TASK GOAL ▸
Each line of the records below that holds "OverviewResponse" should be copied out.

(DATA EXCERPTS)

//! Request-scoped trace identifier for correlating logs and error payloads.
//!
//! The identifier lives in Tokio task-local storage so services can attach it
//! to errors without threading it through every call. Task-locals are not
//! inherited by spawned tasks; wrap spawned work in [`TraceId::scope`].

use std::future::Future;

use tokio::task_local;
use uuid::Uuid;

task_local! {
    static TRACE_ID: TraceId;
}

/// Per-request trace identifier exposed via task-local storage.
///
/// # Examples
/// ```
/// use jobboard::TraceId;
///
/// async fn handler() -> Option<String> {
///     TraceId::current().map(|id| id.to_string())
/// }
/// ```
#[derive(Debug, Clone, Copy, PartialEq, Eq)]
pub struct TraceId(Uuid);

impl TraceId {
    /// Generate a new random trace identifier.
    #[must_use]
    pub(crate) fn generate() -> Self {
        Self(Uuid::new_v4())
    }

    /// Construct a trace identifier from an existing UUID.
    #[must_use]
    pub fn from_uuid(uuid: Uuid) -> Self {
        Self(uuid)
    }

    /// Returns the current trace identifier if one is in scope.
    #[must_use]
    pub fn current() -> Option<Self> {
        TRACE_ID.try_with(|id| *id).ok()
    }

    /// Access the inner UUID.
    #[must_use]
    pub fn as_uuid(&self) -> &Uuid {
        &self.0
    }

    /// Execute the provided future with the supplied trace identifier in scope.
    ///
    /// # Examples
    /// ```
    /// use jobboard::TraceId;
    ///
    /// # tokio::runtime::Runtime::new().expect("runtime").block_on(async {
    /// let trace_id: TraceId = "00000000-0000-0000-0000-000000000000"
    ///     .parse()
    ///     .expect("valid UUID");
    /// let observed = TraceId::scope(trace_id, async move { TraceId::current() }).await;
    /// assert_eq!(observed, Some(trace_id));
    /// # });
    /// ```
    pub async fn scope<Fut>(trace_id: TraceId, fut: Fut) -> Fut::Output
    where
        Fut: Future,
    {
        TRACE_ID.scope(trace_id, fut).await
    }
}

impl std::fmt::Display for TraceId {
    fn fmt(&self, f: &mut std::fmt::Formatter<'_>) -> std::fmt::Result {
        write!(f, "{}", self.0)
    }
}

impl std::str::FromStr for TraceId {
    type Err = uuid::Error;

    fn from_str(s: &str) -> Result<Self, Self::Err> {
        Ok(Self(Uuid::parse_str(s)?))
    }
}

#[cfg(test)]
mod tests {
    use super::*;

    #[tokio::test]
    async fn current_reflects_scope() {
        let expected = TraceId::generate();
        let observed = TraceId::scope(expected, async move { TraceId::current() }).await;
        assert_eq!(observed, Some(expected));
    }

    #[tokio::test]
    async fn current_is_none_out_of_scope() {
        assert!(TraceId::current().is_none());
    }

    #[test]
    fn parses_and_displays_the_same_uuid() {
        let uuid = Uuid::new_v4();
        let trace_id: TraceId = uuid.to_string().parse().expect("parse uuid");
        assert_eq!(trace_id.as_uuid(), &uuid);
        assert_eq!(trace_id.to_string(), uuid.to_string());
    }
}
//! Word lists used to assemble example postings.

/// Description shared by every generated posting.
const DEFAULT_DESCRIPTION: &str = "Our studio offers a cosy, warm practice space and is looking \
for an instructor to grow alongside our members.";

/// Lists of candidate values for each generated posting field.
///
/// [`Vocabulary::default`] returns the built-in yoga studio vocabulary.
#[derive(Debug, Clone, PartialEq, Eq)]
pub struct Vocabulary {
    /// Posting titles.
    pub titles: Vec<String>,
    /// Studio locations.
    pub locations: Vec<String>,
    /// Yoga styles.
    pub styles: Vec<String>,
    /// Experience requirements.
    pub experiences: Vec<String>,
    /// Compensation ranges.
    pub compensations: Vec<String>,
    /// Body text for every posting.
    pub description: String,
}

fn owned(values: &[&str]) -> Vec<String> {
    values.iter().map(|v| (*v).to_owned()).collect()
}

impl Default for Vocabulary {
    fn default() -> Self {
        Self {
            titles: owned(&[
                "Evening vinyasa yoga instructor wanted",
                "Weekend pilates group lesson instructor",
                "Hatha yoga beginner class instructor",
                "Yoga therapy instructor wanted",
                "Prenatal yoga instructor hiring",
                "Small-group yoga class instructor",
            ]),
            locations: owned(&[
                "Seoul Gangnam-gu",
                "Seoul Seocho-gu",
                "Seoul Songpa-gu",
                "Busan Haeundae-gu",
                "Incheon Namdong-gu",
                "Daegu Suseong-gu",
            ]),
            styles: owned(&[
                "Vinyasa",
                "Hatha",
                "Ashtanga",
                "Yoga therapy",
                "Pilates",
                "Aerial yoga",
            ]),
            experiences: owned(&["Any", "1+ years", "2+ years", "3-5 years"]),
            compensations: owned(&[
                "Hourly 30-40k KRW",
                "Hourly 40-50k KRW",
                "Monthly 2.0-2.5M KRW",
                "Monthly 2.5-3.0M KRW",
            ]),
            description: DEFAULT_DESCRIPTION.to_owned(),
        }
    }
}

#[cfg(test)]
mod tests {
    use super::*;

    #[test]
    fn default_vocabulary_has_every_list_populated() {
        let vocabulary = Vocabulary::default();

        assert_eq!(vocabulary.titles.len(), 6);
        assert_eq!(vocabulary.locations.len(), 6);
        assert_eq!(vocabulary.styles.len(), 6);
        assert_eq!(vocabulary.experiences.len(), 4);
        assert_eq!(vocabulary.compensations.len(), 4);
        assert!(!vocabulary.description.is_empty());
    }
}
//! OpenAPI documentation configuration.
//!
//! [`ApiDoc`] registers every `/api/v1` handler, the health probes and the
//! wire schemas they exchange. The error payload is described through the
//! wrappers in [`crate::inbound::http::schemas`] so the domain error stays
//! free of utoipa derives.
//!
//! Swagger UI serves this document in debug builds, and
//! `cargo run --bin openapi-dump` prints it for external tooling.

use crate::domain::ports::{DraftRequest, DraftedPosting, ListingDetail, ListingView};
use crate::domain::{
    Badge, BadgeTone, BookmarkRecord, BookmarkToggle, CandidateDraft, CandidateProfile,
    InboxPage, InterestKind, InterestRecord, Lifecycle, Listing, ListingKind, ListingStatus,
    ListingTarget, Notification, NotificationKind, Posting, PostingDraft, ProfilePatch,
    ResolvedBookmark, ResolvedInterest, Role, UserProfile,
};
use crate::inbound::http::health::ProbeBody;
use crate::inbound::http::interests::{InterestRequest, InterestStatus};
use crate::inbound::http::listings::ExtendRequest;
use crate::inbound::http::notifications::{InboxResponse, MarkAllReadResponse};
use crate::inbound::http::overview::OverviewResponse;
use crate::inbound::http::profile::AvatarResponse;
use crate::inbound::http::schemas::{ErrorCodeSchema, ErrorSchema};
use crate::inbound::http::users::{CredentialsRequest, PasswordChangeRequest, UserResponse};
use utoipa::openapi::security::{ApiKey, ApiKeyValue, SecurityScheme};
use utoipa::{Modify, OpenApi};

/// Enrich the generated document with the session cookie security scheme.
struct SecurityAddon;

impl Modify for SecurityAddon {
    fn modify(&self, openapi: &mut utoipa::openapi::OpenApi) {
        let components = openapi
            .components
            .get_or_insert_with(utoipa::openapi::Components::default);

        components.add_security_scheme(
            "SessionCookie",
            SecurityScheme::ApiKey(ApiKey::Cookie(ApiKeyValue::with_description(
                "session",
                "Session cookie issued by POST /api/v1/signup or /api/v1/login.",
            ))),
        );
    }
}

/// OpenAPI document for the REST API.
#[derive(OpenApi)]
#[openapi(
    modifiers(&SecurityAddon),
    info(
        title = "Job board API",
        description = "Yoga instructor job board: postings, candidate profiles, applications, bookmarks and notifications."
    ),
    servers(
        (url = "/", description = "Relative to the deployment base URL")
    ),
    security(("SessionCookie" = [])),
    paths(
        crate::inbound::http::users::signup,
        crate::inbound::http::users::login,
        crate::inbound::http::users::logout,
        crate::inbound::http::users::current_user,
        crate::inbound::http::users::change_password,
        crate::inbound::http::listings::list_postings,
        crate::inbound::http::listings::list_my_postings,
        crate::inbound::http::listings::create_posting,
        crate::inbound::http::listings::get_posting,
        crate::inbound::http::listings::close_posting,
        crate::inbound::http::listings::reopen_posting,
        crate::inbound::http::listings::extend_posting,
        crate::inbound::http::listings::delete_posting,
        crate::inbound::http::listings::list_candidates,
        crate::inbound::http::listings::list_my_candidates,
        crate::inbound::http::listings::create_candidate,
        crate::inbound::http::listings::get_candidate,
        crate::inbound::http::listings::close_candidate,
        crate::inbound::http::listings::reopen_candidate,
        crate::inbound::http::listings::extend_candidate,
        crate::inbound::http::listings::delete_candidate,
        crate::inbound::http::interests::apply,
        crate::inbound::http::interests::contact,
        crate::inbound::http::interests::interest_status,
        crate::inbound::http::interests::list_mine,
        crate::inbound::http::interests::list_received,
        crate::inbound::http::bookmarks::toggle_bookmark,
        crate::inbound::http::bookmarks::list_bookmarks,
        crate::inbound::http::notifications::list_notifications,
        crate::inbound::http::notifications::mark_read,
        crate::inbound::http::notifications::mark_all_read,
        crate::inbound::http::profile::get_profile,
        crate::inbound::http::profile::update_profile,
        crate::inbound::http::profile::upload_avatar,
        crate::inbound::http::overview::overview,
        crate::inbound::http::drafts::draft_posting,
        crate::inbound::http::admin::list_listings,
        crate::inbound::http::admin::list_profiles,
        crate::inbound::http::admin::delete_listing,
        crate::inbound::http::admin::toggle_role,
        crate::inbound::http::admin::delete_profile,
        crate::inbound::http::health::ready,
        crate::inbound::http::health::live,
    ),
    components(schemas(
        ErrorSchema,
        ErrorCodeSchema,
        CredentialsRequest,
        PasswordChangeRequest,
        UserResponse,
        Listing,
        ListingKind,
        ListingStatus,
        Lifecycle,
        Badge,
        BadgeTone,
        Posting,
        PostingDraft,
        CandidateProfile,
        CandidateDraft,
        ListingView,
        ListingDetail,
        ExtendRequest,
        ListingTarget,
        InterestKind,
        InterestRecord,
        ResolvedInterest,
        InterestRequest,
        InterestStatus,
        BookmarkRecord,
        BookmarkToggle,
        ResolvedBookmark,
        Notification,
        NotificationKind,
        InboxPage,
        InboxResponse,
        MarkAllReadResponse,
        Role,
        UserProfile,
        ProfilePatch,
        AvatarResponse,
        OverviewResponse,
        DraftRequest,
        DraftedPosting,
        ProbeBody,
    )),
    tags(
        (name = "users", description = "Sign-up, login and the current session"),
        (name = "listings", description = "Job postings and candidate profiles"),
        (name = "interests", description = "Applications and contacts"),
        (name = "bookmarks", description = "Saved listings"),
        (name = "notifications", description = "In-app notification inbox"),
        (name = "profile", description = "The caller's profile and avatar"),
        (name = "overview", description = "Everything the caller owns or saved"),
        (name = "drafts", description = "Generated posting text"),
        (name = "admin", description = "Moderation, admin role only"),
        (name = "health", description = "Endpoints for health checks")
    )
)]
pub struct ApiDoc;

#[cfg(test)]
mod tests {
    //! Tests verifying OpenAPI schema field structure.

    use super::*;
    use rstest::rstest;
    use utoipa::OpenApi;
    use utoipa::openapi::RefOr;
    use utoipa::openapi::schema::Schema;

    // utoipa replaces :: with . in schema names
    const ERROR_SCHEMA_NAME: &str = "crate.domain.Error";

    fn assert_object_schema_has_field(schema: &RefOr<Schema>, field: &str) {
        match schema {
            RefOr::T(Schema::Object(obj)) => {
                assert!(
                    obj.properties.contains_key(field),
                    "schema should have field '{field}'"
                );
            }
            _ => panic!("expected Object schema"),
        }
    }

    #[test]
    fn openapi_error_schema_has_required_fields() {
        let doc = ApiDoc::openapi();
        let schemas = &doc.components.as_ref().expect("components").schemas;
        let error_schema = schemas.get(ERROR_SCHEMA_NAME).expect("Error schema");

        assert_object_schema_has_field(error_schema, "code");
        assert_object_schema_has_field(error_schema, "message");
    }

    #[rstest]
    #[case("UserProfile", "emailNotifications")]
    #[case("ListingDetail", "interestCount")]
    #[case("InboxResponse", "pollIntervalSeconds")]
    #[case("OverviewResponse", "bookmarkedCandidates")]
    fn openapi_wire_schemas_use_camel_case(#[case] name: &str, #[case] field: &str) {
        let doc = ApiDoc::openapi();
        let schemas = &doc.components.as_ref().expect("components").schemas;
        let schema = schemas.get(name).unwrap_or_else(|| panic!("{name} schema"));
        if name == "InboxResponse" {
            // Flattened page fields become an allOf composition.
            let json = serde_json::to_string(schema).expect("serialise schema");
            assert!(json.contains(field));
        } else {
            assert_object_schema_has_field(schema, field);
        }
    }

    #[rstest]
    #[case("/api/v1/postings/{id}/applications")]
    #[case("/api/v1/me/overview")]
    #[case("/api/v1/admin/listings/{kind}/{id}")]
    #[case("/health/ready")]
    fn openapi_registers_paths(#[case] path: &str) {
        let doc = ApiDoc::openapi();
        assert!(doc.paths.paths.contains_key(path), "missing {path}");
    }
}
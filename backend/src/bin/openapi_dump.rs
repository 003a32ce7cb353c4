//! Print the job board OpenAPI document as pretty JSON on stdout.

use std::io::Write;

use jobboard::ApiDoc;
use utoipa::OpenApi;

fn main() -> color_eyre::Result<()> {
    color_eyre::install()?;
    let document = ApiDoc::openapi().to_pretty_json()?;
    let mut stdout = std::io::stdout().lock();
    writeln!(stdout, "{document}")?;
    Ok(())
}
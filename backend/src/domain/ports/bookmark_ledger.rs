//! Driving ports for bookmarks.

use async_trait::async_trait;

use crate::domain::{BookmarkToggle, Error, ListingKind, ListingTarget, ResolvedBookmark, UserId};

/// Adding and removing bookmarks.
#[cfg_attr(test, mockall::automock)]
#[async_trait]
pub trait BookmarkCommand: Send + Sync {
    /// Remove the bookmark when present, otherwise add one.
    async fn toggle(&self, user: &UserId, target: ListingTarget) -> Result<BookmarkToggle, Error>;
}

/// Reading bookmarks.
#[cfg_attr(test, mockall::automock)]
#[async_trait]
pub trait BookmarkQuery: Send + Sync {
    /// The user's bookmarks of `kind` with their listings.
    async fn list_mine(
        &self,
        user: &UserId,
        kind: ListingKind,
    ) -> Result<Vec<ResolvedBookmark>, Error>;
}
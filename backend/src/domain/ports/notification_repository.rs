//! Driven port for notification storage.

use async_trait::async_trait;
use uuid::Uuid;

use crate::domain::{Notification, UserId};

use super::define_port_error;

define_port_error! {
    /// Persistence errors raised by notification repository adapters.
    pub enum NotificationRepositoryError {
        /// Repository connection could not be established.
        Connection { message: String } => "notification repository connection failed: {message}",
        /// Query or mutation failed during execution.
        Query { message: String } => "notification repository query failed: {message}",
        /// A stored row violated a domain invariant.
        Corrupt { message: String } => "stored notification is invalid: {message}",
    }
}

/// Storage for inbox notifications.
///
/// Read-state mutations only touch rows owned by `recipient`.
#[cfg_attr(test, mockall::automock)]
#[async_trait]
pub trait NotificationRepository: Send + Sync {
    /// Store a notification.
    async fn insert(&self, notification: &Notification) -> Result<(), NotificationRepositoryError>;

    /// Newest notifications for `recipient`, at most `limit`.
    async fn list_recent(
        &self,
        recipient: &UserId,
        limit: usize,
    ) -> Result<Vec<Notification>, NotificationRepositoryError>;

    /// Mark one notification read; `false` when it is not the recipient's.
    async fn mark_read(
        &self,
        recipient: &UserId,
        id: Uuid,
    ) -> Result<bool, NotificationRepositoryError>;

    /// Mark every unread notification read, returning how many changed.
    async fn mark_all_read(&self, recipient: &UserId) -> Result<u64, NotificationRepositoryError>;
}
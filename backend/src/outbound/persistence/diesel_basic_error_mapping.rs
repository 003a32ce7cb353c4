//! Shared Diesel error mapping for the job board repositories.
//!
//! Every repository port exposes `Connection` and `Query` variants; ledgers
//! and accounts add `Duplicate` for unique index violations. The helpers take
//! the port's constructors so each adapter keeps its own error type.

use tracing::debug;

use super::pool::PoolError;

/// Map pool errors into a repository-specific connection error constructor.
pub fn map_basic_pool_error<E, C>(error: PoolError, connection: C) -> E
where
    C: FnOnce(String) -> E,
{
    let message = match error {
        PoolError::Checkout { message } | PoolError::Build { message } => message,
    };
    connection(message)
}

fn log_diesel_error(error: &diesel::result::Error) {
    use diesel::result::Error as DieselError;

    match error {
        DieselError::DatabaseError(kind, info) => {
            debug!(?kind, message = info.message(), "diesel operation failed");
        }
        _ => debug!(
            error_type = %std::any::type_name_of_val(error),
            "diesel operation failed"
        ),
    }
}

/// Map common Diesel error variants into query/connection constructors.
///
/// This helper captures the repeated mapping used by repositories where
/// `NotFound` and query-builder failures should map to query errors.
pub fn map_basic_diesel_error<E, Q, C>(error: diesel::result::Error, query: Q, connection: C) -> E
where
    Q: Fn(&'static str) -> E,
    C: Fn(&'static str) -> E,
{
    use diesel::result::{DatabaseErrorKind, Error as DieselError};

    log_diesel_error(&error);

    match error {
        DieselError::NotFound => query("record not found"),
        DieselError::QueryBuilderError(_) => query("database query error"),
        DieselError::DatabaseError(DatabaseErrorKind::ClosedConnection, _) => {
            connection("database connection error")
        }
        DieselError::DatabaseError(_, _) => query("database error"),
        _ => query("database error"),
    }
}

/// Like [`map_basic_diesel_error`], routing unique violations to `duplicate`.
///
/// The violated constraint name is passed through so callers can tell which
/// index rejected the write.
pub fn map_unique_diesel_error<E, Q, C, D>(
    error: diesel::result::Error,
    query: Q,
    connection: C,
    duplicate: D,
) -> E
where
    Q: Fn(&'static str) -> E,
    C: Fn(&'static str) -> E,
    D: FnOnce(String) -> E,
{
    use diesel::result::{DatabaseErrorKind, Error as DieselError};

    match error {
        DieselError::DatabaseError(DatabaseErrorKind::UniqueViolation, info) => {
            debug!(
                constraint = info.constraint_name(),
                "unique constraint rejected write"
            );
            duplicate(
                info.constraint_name()
                    .unwrap_or("unique constraint")
                    .to_owned(),
            )
        }
        other => map_basic_diesel_error(other, query, connection),
    }
}
//! PostgreSQL-backed `NotificationRepository` implementation using Diesel ORM.
//!
//! Read-state updates always filter on the recipient as well as the id, so a
//! caller can never flip another user's notification.

use async_trait::async_trait;
use diesel::prelude::*;
use diesel_async::RunQueryDsl;
use uuid::Uuid;

use crate::domain::ports::{NotificationRepository, NotificationRepositoryError};
use crate::domain::{Notification, UserId};

use super::diesel_basic_error_mapping::{map_basic_diesel_error, map_basic_pool_error};
use super::models::{NewNotificationRow, NotificationRow};
use super::pool::{DbPool, PoolError};
use super::schema::notifications;

/// Diesel-backed implementation of the `NotificationRepository` port.
#[derive(Clone)]
pub struct DieselNotificationRepository {
    pool: DbPool,
}

impl DieselNotificationRepository {
    /// Create a new repository with the given connection pool.
    pub fn new(pool: DbPool) -> Self {
        Self { pool }
    }
}

fn map_pool_error(error: PoolError) -> NotificationRepositoryError {
    map_basic_pool_error(error, NotificationRepositoryError::connection)
}

fn map_diesel_error(error: diesel::result::Error) -> NotificationRepositoryError {
    map_basic_diesel_error(
        error,
        NotificationRepositoryError::query,
        NotificationRepositoryError::connection,
    )
}

#[async_trait]
impl NotificationRepository for DieselNotificationRepository {
    async fn insert(&self, notification: &Notification) -> Result<(), NotificationRepositoryError> {
        let mut conn = self.pool.get().await.map_err(map_pool_error)?;
        diesel::insert_into(notifications::table)
            .values(NewNotificationRow::from(notification))
            .execute(&mut conn)
            .await
            .map_err(map_diesel_error)?;
        Ok(())
    }

    async fn list_recent(
        &self,
        recipient: &UserId,
        limit: usize,
    ) -> Result<Vec<Notification>, NotificationRepositoryError> {
        let limit = i64::try_from(limit)
            .map_err(|_| NotificationRepositoryError::query("inbox limit out of range"))?;
        let mut conn = self.pool.get().await.map_err(map_pool_error)?;
        let rows: Vec<NotificationRow> = notifications::table
            .filter(notifications::recipient_id.eq(*recipient.as_uuid()))
            .order(notifications::created_at.desc())
            .limit(limit)
            .select(NotificationRow::as_select())
            .load(&mut conn)
            .await
            .map_err(map_diesel_error)?;
        rows.into_iter()
            .map(|row| Notification::try_from(row).map_err(NotificationRepositoryError::corrupt))
            .collect()
    }

    async fn mark_read(
        &self,
        recipient: &UserId,
        id: Uuid,
    ) -> Result<bool, NotificationRepositoryError> {
        let mut conn = self.pool.get().await.map_err(map_pool_error)?;
        let updated = diesel::update(
            notifications::table
                .filter(notifications::id.eq(id))
                .filter(notifications::recipient_id.eq(*recipient.as_uuid())),
        )
        .set(notifications::read.eq(true))
        .execute(&mut conn)
        .await
        .map_err(map_diesel_error)?;
        Ok(updated > 0)
    }

    async fn mark_all_read(&self, recipient: &UserId) -> Result<u64, NotificationRepositoryError> {
        let mut conn = self.pool.get().await.map_err(map_pool_error)?;
        let updated = diesel::update(
            notifications::table
                .filter(notifications::recipient_id.eq(*recipient.as_uuid()))
                .filter(notifications::read.eq(false)),
        )
        .set(notifications::read.eq(true))
        .execute(&mut conn)
        .await
        .map_err(map_diesel_error)?;
        Ok(u64::try_from(updated).unwrap_or(u64::MAX))
    }
}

(End DATA EXCERPTS)

WRITTEN SOLUTION ▸
use crate::inbound::http::overview::OverviewResponse;
        OverviewResponse,
    #[case("OverviewResponse", "bookmarkedCandidates")]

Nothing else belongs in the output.